■ **What you are asked to do**
Copy the records below exactly.

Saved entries

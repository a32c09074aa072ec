//! Cart Manager
//!
//! Owns a [`Cart`], applies user intents to it, and keeps durable storage
//! and the analytics sink in step with every change.
//!
//! Operations never fail from the caller's point of view: an unknown product
//! is ignored, an empty checkout is reported as [`CheckoutOutcome::EmptyCart`],
//! and storage problems are logged and otherwise absorbed.

use std::fmt;

use jiff::Timestamp;
use rust_decimal::Decimal;
use tracing::{debug, info, warn};

use crate::{
    analytics::{AddToCartEvent, AnalyticsEvent, AnalyticsSink, PurchaseEvent, TransactionId},
    cart::{Cart, CartEntry, QuantityChange, SnapshotError},
    catalog::Catalog,
    products::ProductId,
    receipt::Receipt,
    storage::{KeyValueStore, StorageError},
};

/// Storage slot holding the serialized cart.
pub const CART_STORAGE_KEY: &str = "shoppingCart";

/// What [`CartManager::restore`] found in storage.
#[derive(Debug, Clone, Copy, PartialEq, Eq)]
pub enum RestoreOutcome {
    /// Nothing was stored; the cart is empty.
    Missing,

    /// A stored cart with this many entries was loaded.
    Restored(usize),

    /// The stored value could not be used and was discarded; the cart is empty.
    Discarded,
}

/// Result of [`CartManager::checkout`].
#[derive(Debug, Clone, PartialEq, Eq)]
pub enum CheckoutOutcome {
    /// The cart was empty; nothing happened.
    EmptyCart,

    /// The purchase was reported and the cart cleared.
    Completed(Receipt),
}

/// Cart Manager
pub struct CartManager<'c, S> {
    catalog: &'c Catalog,
    cart: Cart,
    store: S,
    analytics: Option<Box<dyn AnalyticsSink + 'c>>,
}

impl<S: fmt::Debug> fmt::Debug for CartManager<'_, S> {
    fn fmt(&self, f: &mut fmt::Formatter<'_>) -> fmt::Result {
        f.debug_struct("CartManager")
            .field("catalog", &self.catalog)
            .field("cart", &self.cart)
            .field("store", &self.store)
            .field("analytics", &self.analytics.is_some())
            .finish()
    }
}

impl<'c, S: KeyValueStore> CartManager<'c, S> {
    /// Create a manager with an empty cart, without reading storage.
    pub fn new(catalog: &'c Catalog, store: S) -> Self {
        Self {
            catalog,
            cart: Cart::new(),
            store,
            analytics: None,
        }
    }

    /// Create a manager and restore the cart from storage.
    pub fn open(catalog: &'c Catalog, store: S) -> Self {
        let mut manager = Self::new(catalog, store);
        manager.restore();

        manager
    }

    /// Report events to `sink`.
    #[must_use]
    pub fn with_analytics(mut self, sink: impl AnalyticsSink + 'c) -> Self {
        self.analytics = Some(Box::new(sink));
        self
    }

    /// Replace the in-memory cart with the stored one.
    ///
    /// Malformed or invalid stored data is discarded and the cart starts empty.
    pub fn restore(&mut self) -> RestoreOutcome {
        let stored = match self.store.get(CART_STORAGE_KEY) {
            Ok(stored) => stored,
            Err(err) => {
                warn!(%err, "could not read stored cart; starting empty");
                self.cart = Cart::new();

                return RestoreOutcome::Discarded;
            }
        };

        let Some(snapshot) = stored else {
            self.cart = Cart::new();

            return RestoreOutcome::Missing;
        };

        match Cart::from_snapshot(&snapshot) {
            Ok(cart) => {
                debug!(entries = cart.len(), "restored cart");
                self.cart = cart;

                RestoreOutcome::Restored(self.cart.len())
            }
            Err(err) => {
                warn!(%err, "discarding unreadable stored cart");
                self.cart = Cart::new();

                RestoreOutcome::Discarded
            }
        }
    }

    /// Write the current cart to storage.
    ///
    /// Best effort: failures are logged, not returned.
    pub fn persist(&mut self) {
        if let Err(err) = self.try_persist() {
            warn!(%err, "could not persist cart");
        }
    }

    fn try_persist(&mut self) -> Result<(), PersistError> {
        let snapshot = self.cart.to_snapshot()?;
        self.store.set(CART_STORAGE_KEY, &snapshot)?;

        Ok(())
    }

    /// Add one unit of a catalog product.
    ///
    /// Returns the updated entry, or `None` if the product is not in the
    /// catalog (in which case nothing changes). An entry already holding
    /// `u32::MAX` units is returned as is, without persisting or reporting.
    pub fn add_item(&mut self, id: ProductId) -> Option<&CartEntry> {
        let catalog = self.catalog;

        let Some(product) = catalog.get(id) else {
            debug!(%id, "ignoring unknown product");

            return None;
        };

        let Some(quantity) = self.cart.add(product) else {
            debug!(%id, "quantity already at its maximum; nothing added");

            return self.cart.get(id);
        };

        debug!(%id, quantity, "added item");

        self.persist();
        self.report(AnalyticsEvent::AddToCart(AddToCartEvent::for_product(
            product,
        )));

        self.cart.get(id)
    }

    /// Set the quantity of a product already in the cart.
    ///
    /// Zero or negative quantities remove the entry. Missing products are
    /// left alone and nothing is persisted.
    pub fn update_quantity(&mut self, id: ProductId, quantity: i64) -> QuantityChange {
        let change = self.cart.set_quantity(id, quantity);

        match change {
            QuantityChange::Missing => debug!(%id, "ignoring quantity change for product not in cart"),
            QuantityChange::Updated(quantity) => debug!(%id, quantity, "updated quantity"),
            QuantityChange::Removed => debug!(%id, "removed item"),
        }

        if change != QuantityChange::Missing {
            self.persist();
        }

        change
    }

    /// Remove a product from the cart.
    pub fn remove_item(&mut self, id: ProductId) -> QuantityChange {
        self.update_quantity(id, 0)
    }

    /// Sum of price multiplied by quantity over the cart.
    pub fn subtotal(&self) -> Decimal {
        self.cart.subtotal()
    }

    /// Total units in the cart.
    pub fn item_count(&self) -> u64 {
        self.cart.item_count()
    }

    /// Simulate a checkout at the current time.
    pub fn checkout(&mut self) -> CheckoutOutcome {
        self.checkout_at(Timestamp::now())
    }

    /// Simulate a checkout, deriving the transaction id from `timestamp`.
    ///
    /// An empty cart is left untouched. Otherwise the purchase is reported,
    /// the cart is cleared and the empty cart is persisted.
    pub fn checkout_at(&mut self, timestamp: Timestamp) -> CheckoutOutcome {
        if self.cart.is_empty() {
            debug!("checkout requested with an empty cart");

            return CheckoutOutcome::EmptyCart;
        }

        let subtotal = self.cart.subtotal();
        let transaction_id = TransactionId::from_timestamp(timestamp);

        self.report(AnalyticsEvent::Purchase(PurchaseEvent::new(
            transaction_id.clone(),
            self.cart.entries(),
            subtotal,
        )));

        let entries = self.cart.take();
        self.persist();

        info!(%transaction_id, %subtotal, lines = entries.len(), "checkout completed");

        CheckoutOutcome::Completed(Receipt::new(transaction_id, entries, subtotal))
    }

    /// The current cart.
    pub fn cart(&self) -> &Cart {
        &self.cart
    }

    /// The catalog products are looked up in.
    pub fn catalog(&self) -> &'c Catalog {
        self.catalog
    }

    /// The backing store.
    pub fn store(&self) -> &S {
        &self.store
    }

    /// Consume the manager, returning the backing store.
    pub fn into_store(self) -> S {
        self.store
    }

    fn report(&mut self, event: AnalyticsEvent) {
        if let Some(sink) = self.analytics.as_mut() {
            sink.record(&event);
        }
    }
}

#[derive(Debug, thiserror::Error)]
enum PersistError {
    #[error(transparent)]
    Snapshot(#[from] SnapshotError),

    #[error(transparent)]
    Storage(#[from] StorageError),
}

■ **Exercise response**
repository a32c09074aa072ec
//! Cart Manager
//!
//! Owns a [`Cart`], applies user intents to it, and keeps durable storage
//! and the analytics sink in step with every change.
//!
//! Operations never fail from the caller's point of view: an unknown product
//! is ignored, an empty checkout is reported as [`CheckoutOutcome::EmptyCart`],
//! and storage problems are logged and otherwise absorbed.

use std::fmt;

use jiff::Timestamp;
use rust_decimal::Decimal;
use tracing::{debug, info, warn};

use crate::{
    analytics::{AddToCartEvent, AnalyticsEvent, AnalyticsSink, PurchaseEvent, TransactionId},
    cart::{Cart, CartEntry, QuantityChange, SnapshotError},
    catalog::Catalog,
    products::ProductId,
    receipt::Receipt,
    storage::{KeyValueStore, StorageError},
};

/// Storage slot holding the serialized cart.
pub const CART_STORAGE_KEY: &str = "shoppingCart";

/// What [`CartManager::restore`] found in storage.
#[derive(Debug, Clone, Copy, PartialEq, Eq)]
pub enum RestoreOutcome {
    /// Nothing was stored; the cart is empty.
    Missing,

    /// A stored cart with this many entries was loaded.
    Restored(usize),

    /// The stored value could not be used and was discarded; the cart is empty.
    Discarded,
}

/// Result of [`CartManager::checkout`].
#[derive(Debug, Clone, PartialEq, Eq)]
pub enum CheckoutOutcome {
    /// The cart was empty; nothing happened.
    EmptyCart,

    /// The purchase was reported and the cart cleared.
    Completed(Receipt),
}

/// Cart Manager
pub struct CartManager<'c, S> {
    catalog: &'c Catalog,
    cart: Cart,
    store: S,
    analytics: Option<Box<dyn AnalyticsSink + 'c>>,
}

impl<S: fmt::Debug> fmt::Debug for CartManager<'_, S> {
    fn fmt(&self, f: &mut fmt::Formatter<'_>) -> fmt::Result {
        f.debug_struct("CartManager")
            .field("catalog", &self.catalog)
            .field("cart", &self.cart)
            .field("store", &self.store)
            .field("analytics", &self.analytics.is_some())
            .finish()
    }
}

impl<'c, S: KeyValueStore> CartManager<'c, S> {
    /// Create a manager with an empty cart, without reading storage.
    pub fn new(catalog: &'c Catalog, store: S) -> Self {
        Self {
            catalog,
            cart: Cart::new(),
            store,
            analytics: None,
        }
    }

    /// Create a manager and restore the cart from storage.
    pub fn open(catalog: &'c Catalog, store: S) -> Self {
        let mut manager = Self::new(catalog, store);
        manager.restore();

        manager
    }

    /// Report events to `sink`.
    #[must_use]
    pub fn with_analytics(mut self, sink: impl AnalyticsSink + 'c) -> Self {
        self.analytics = Some(Box::new(sink));
        self
    }

    /// Replace the in-memory cart with the stored one.
    ///
    /// Malformed or invalid stored data is discarded and the cart starts empty.
    pub fn restore(&mut self) -> RestoreOutcome {
        let stored = match self.store.get(CART_STORAGE_KEY) {
            Ok(stored) => stored,
            Err(err) => {
                warn!(%err, "could not read stored cart; starting empty");
                self.cart = Cart::new();

                return RestoreOutcome::Discarded;
            }
        };

        let Some(snapshot) = stored else {
            self.cart = Cart::new();

            return RestoreOutcome::Missing;
        };

        match Cart::from_snapshot(&snapshot) {
            Ok(cart) => {
                debug!(entries = cart.len(), "restored cart");
                self.cart = cart;

                RestoreOutcome::Restored(self.cart.len())
            }
            Err(err) => {
                warn!(%err, "discarding unreadable stored cart");
                self.cart = Cart::new();

                RestoreOutcome::Discarded
            }
        }
    }

    /// Write the current cart to storage.
    ///
    /// Best effort: failures are logged, not returned.
    pub fn persist(&mut self) {
        if let Err(err) = self.try_persist() {
            warn!(%err, "could not persist cart");
        }
    }

    fn try_persist(&mut self) -> Result<(), PersistError> {
        let snapshot = self.cart.to_snapshot()?;
        self.store.set(CART_STORAGE_KEY, &snapshot)?;

        Ok(())
    }

    /// Add one unit of a catalog product.
    ///
    /// Returns the updated entry, or `None` if the product is not in the
    /// catalog (in which case nothing changes). An entry already holding
    /// `u32::MAX` units is returned as is, without persisting or reporting.
    pub fn add_item(&mut self, id: ProductId) -> Option<&CartEntry> {
        let catalog = self.catalog;

        let Some(product) = catalog.get(id) else {
            debug!(%id, "ignoring unknown product");

            return None;
        };

        let Some(quantity) = self.cart.add(product) else {
            debug!(%id, "quantity already at its maximum; nothing added");

            return self.cart.get(id);
        };

        debug!(%id, quantity, "added item");

        self.persist();
        self.report(AnalyticsEvent::AddToCart(AddToCartEvent::for_product(
            product,
        )));

        self.cart.get(id)
    }

    /// Set the quantity of a product already in the cart.
    ///
    /// Zero or negative quantities remove the entry. Missing products are
    /// left alone and nothing is persisted.
    pub fn update_quantity(&mut self, id: ProductId, quantity: i64) -> QuantityChange {
        let change = self.cart.set_quantity(id, quantity);

        match change {
            QuantityChange::Missing => debug!(%id, "ignoring quantity change for product not in cart"),
            QuantityChange::Updated(quantity) => debug!(%id, quantity, "updated quantity"),
            QuantityChange::Removed => debug!(%id, "removed item"),
        }

        if change != QuantityChange::Missing {
            self.persist();
        }

        change
    }

    /// Remove a product from the cart.
    pub fn remove_item(&mut self, id: ProductId) -> QuantityChange {
        self.update_quantity(id, 0)
    }

    /// Sum of price multiplied by quantity over the cart.
    pub fn subtotal(&self) -> Decimal {
        self.cart.subtotal()
    }

    /// Total units in the cart.
    pub fn item_count(&self) -> u64 {
        self.cart.item_count()
    }

    /// Simulate a checkout at the current time.
    pub fn checkout(&mut self) -> CheckoutOutcome {
        self.checkout_at(Timestamp::now())
    }

    /// Simulate a checkout, deriving the transaction id from `timestamp`.
    ///
    /// An empty cart is left untouched. Otherwise the purchase is reported,
    /// the cart is cleared and the empty cart is persisted.
    pub fn checkout_at(&mut self, timestamp: Timestamp) -> CheckoutOutcome {
        if self.cart.is_empty() {
            debug!("checkout requested with an empty cart");

            return CheckoutOutcome::EmptyCart;
        }

        let subtotal = self.cart.subtotal();
        let transaction_id = TransactionId::from_timestamp(timestamp);

        self.report(AnalyticsEvent::Purchase(PurchaseEvent::new(
            transaction_id.clone(),
            self.cart.entries(),
            subtotal,
        )));

        let entries = self.cart.take();
        self.persist();

        info!(%transaction_id, %subtotal, lines = entries.len(), "checkout completed");

        CheckoutOutcome::Completed(Receipt::new(transaction_id, entries, subtotal))
    }

    /// The current cart.
    pub fn cart(&self) -> &Cart {
        &self.cart
    }

    /// The catalog products are looked up in.
    pub fn catalog(&self) -> &'c Catalog {
        self.catalog
    }

    /// The backing store.
    pub fn store(&self) -> &S {
        &self.store
    }

    /// Consume the manager, returning the backing store.
    pub fn into_store(self) -> S {
        self.store
    }

    fn report(&mut self, event: AnalyticsEvent) {
        if let Some(sink) = self.analytics.as_mut() {
            sink.record(&event);
        }
    }
}

#[derive(Debug, thiserror::Error)]
enum PersistError {
    #[error(transparent)]
    Snapshot(#[from] SnapshotError),

    #[error(transparent)]
    Storage(#[from] StorageError),
}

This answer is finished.